Robust implementation of foreground extraction and vessel segmentation for X-ray coronary angiography image sequence

Abstract

The extraction of contrast-filled vessels from X-ray coronary angiography (XCA) image sequence has important clinical significance for intuitively diagnosis and therapy. In this study, the XCA image sequence is regarded as a 3D tensor input, the vessel layer is regarded as a sparse tensor, and the background layer is regarded as a low-rank tensor. Using tensor nuclear norm (TNN) minimization, a novel method for vessel layer extraction based on tensor robust principal component analysis (TRPCA) is proposed. Furthermore, considering the irregular movement of vessels and the low-frequency dynamic disturbance of surrounding irrelevant tissues, the total variation (TV) regularized spatial–temporal constraint is introduced to smooth the foreground layer.

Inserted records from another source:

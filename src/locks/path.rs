//! Derivation of lock file paths from resource paths.
//!
//! For a resource at `P`, the lock file is `<dir(P)>/.locks/<base(P)>.lock`.
//! Any process can compute it from `P` alone.

use crate::error::{CorralError, Result};
use std::path::{Path, PathBuf};

/// Name of the per-directory lock directory.
pub const LOCKS_DIR_NAME: &str = ".locks";

/// Extension of lock files.
pub const LOCK_EXTENSION: &str = "lock";

/// The lock directory that holds lock files for resources next to `resource`.
pub fn locks_dir_for<P: AsRef<Path>>(resource: P) -> PathBuf {
    let parent = resource.as_ref().parent().unwrap_or(Path::new(""));
    parent.join(LOCKS_DIR_NAME)
}

/// The lock file for `resource`.
pub fn lock_path_for<P: AsRef<Path>>(resource: P) -> Result<PathBuf> {
    let resource = resource.as_ref();
    let name = resource.file_name().ok_or_else(|| {
        CorralError::UserError(format!(
            "cannot derive a lock file for '{}': path has no file name",
            resource.display()
        ))
    })?;

    let mut file_name = name.to_os_string();
    file_name.push(".");
    file_name.push(LOCK_EXTENSION);
    Ok(locks_dir_for(resource).join(file_name))
}

#[cfg(test)]
mod tests {
    use super::*;

    #[test]
    fn lock_path_is_sibling_locks_dir() {
        let path = lock_path_for("/town/state/registry.json").unwrap();
        assert_eq!(path, PathBuf::from("/town/state/.locks/registry.json.lock"));
    }

    #[test]
    fn relative_resource_gives_relative_lock() {
        let path = lock_path_for("registry.json").unwrap();
        assert_eq!(path, PathBuf::from(".locks/registry.json.lock"));
    }

    #[test]
    fn derivation_is_deterministic() {
        assert_eq!(
            lock_path_for("a/b/mail.jsonl").unwrap(),
            lock_path_for("a/b/mail.jsonl").unwrap()
        );
        assert_ne!(
            lock_path_for("a/b/mail.jsonl").unwrap(),
            lock_path_for("a/c/mail.jsonl").unwrap()
        );
    }

    #[test]
    fn path_without_file_name_is_rejected() {
        assert!(matches!(
            lock_path_for("/"),
            Err(CorralError::UserError(_))
        ));
        assert!(lock_path_for("a/..").is_err());
    }
}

Subsequently, for vessel layer images with uneven contrast distribution, a two-stage region growing (TSRG) method is utilized for vessel enhancement and segmentation. A global threshold method is used as the preprocessing to obtain main branches, and the Radon-Like features (RLF) filter is used to enhance and connect broken minor segments. The final binary vessel mask is constructed by combining the two intermediate results. The visibility of TV-TRPCA algorithm for foreground extraction is evaluated on clinical XCA image sequences and third-party dataset, which can effectively improve the performance of commonly used vessel segmentation algorithms. Based on TV-TRPCA, the accuracy of TSRG algorithm for vessel segmentation is further evaluated. Both qualitative and quantitative results validate the superiority of the proposed method over existing state-of-the-art approaches.